Using the chat in zoom, participants share ideas / challenges and then additions / solutions.

  • Online, start meetings and webinars with a chat waterfall. Simply ask everyone to use the chat as a check-in, and read out some answers as they arrive.

Impromptu Networking #action #liberating structures #icebreaker 

 You can tap a deep well of curiosity and talent by helping a group focus attention on problems they want to solve. A productive pattern of engagement is established if used at the beginning of a working session. Loose yet powerful connections are formed in 20 minutes by asking engaging questions. Everyone contributes to shaping the work, noticing patterns together, and discovering local solutions.

  • Impromptu networking is a wonderful method from Liberating Structures, taking the form of an invitation to quickly chat with a couple of attendees and start making those precious connections.

Never underestimate the power of breaks

The apparently trivial matter of a coffee break can be a group facilitator’s ally in many ways. Wondering how to best welcome participants and set the tone? Make sure they find refreshments upon arrival. Getting a sense that the group is overtired, with conversations going around in circles? Take a break.

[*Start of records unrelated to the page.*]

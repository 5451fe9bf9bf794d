//! Lua bricks.
//!
//! Bricks can be written as Lua chunks that return `function(ctx, params)`.
//! Each [`LuaBrick`] owns its own Lua state; the build context is lent to Lua
//! only for the duration of one invocation.
//!
//! # Submodules
//!
//! - [`brick`] - Loading Lua bricks and the `ctx` object
//! - [`convert`] - Value conversions and deferred userdata
//! - [`globals`] - The `ic` table of intrinsics and pseudo parameters
//! - [`runtime`] - Low-level Lua VM management

pub mod brick;
pub mod convert;
pub mod globals;
pub mod runtime;

pub use brick::LuaBrick;
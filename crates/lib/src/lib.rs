//! icbrick-lib: compiles nested bricks into deployment templates.
//!
//! A brick declares resources and nested bricks through a [`BuildContext`].
//! Values flowing between resources are deferred references; one compile pass
//! collects them into a dependency graph, resolves them into native template
//! expressions and emits a deterministic set of documents, splitting into
//! nested documents when a provider limit would be exceeded.
//!
//! - `builder`: the build context and the [`Brick`] trait
//! - `registry`: identifiers, scope paths and declared records
//! - `resolver`: references to native expressions, in dependency order
//! - `emit`: linking, splitting and rendering of template documents
//! - `lua`: bricks written in Lua
//!
//! [`BuildContext`]: builder::BuildContext
//! [`Brick`]: builder::Brick

pub mod builder;
pub mod compiler;
pub mod config;
pub mod emit;
pub mod error;
pub mod graph;
pub mod lua;
pub mod native;
pub mod reference;
pub mod registry;
pub mod resolver;
pub mod stdlib;
pub mod value;

pub use compiler::{CompileOutput, Compiler};
pub use error::CompileError;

Breaks should be included in your agenda about every hour and a half, but a good group facilitator knows that it’s best to anticipate the break, or call for a quick 5-minute breather, whenever it feels appropriate. 

A break can be an amazingly effective way to defuse tensions and allow everyone to return to the session refreshed and ready for a change of perspective. Seemingly intractable problems sometimes dissolve with a breath of fresh air.

Mix different types of activities

A major challenge when facilitating a group is figuring out how to create space for contributions coming from many different kinds of people. Some of us enjoy quiet thinking time, others get their best ideas from conversation. For some people, speaking in front of the whole group is second nature, while for quieter participants it may be much preferable to express thoughts in writing. How do you, as facilitator, cater to all these different needs? 

The good news is that it doesn’t have to be complicated: all you need to do is make sure, when designing your agenda, that you have made space for many different ways to contribute.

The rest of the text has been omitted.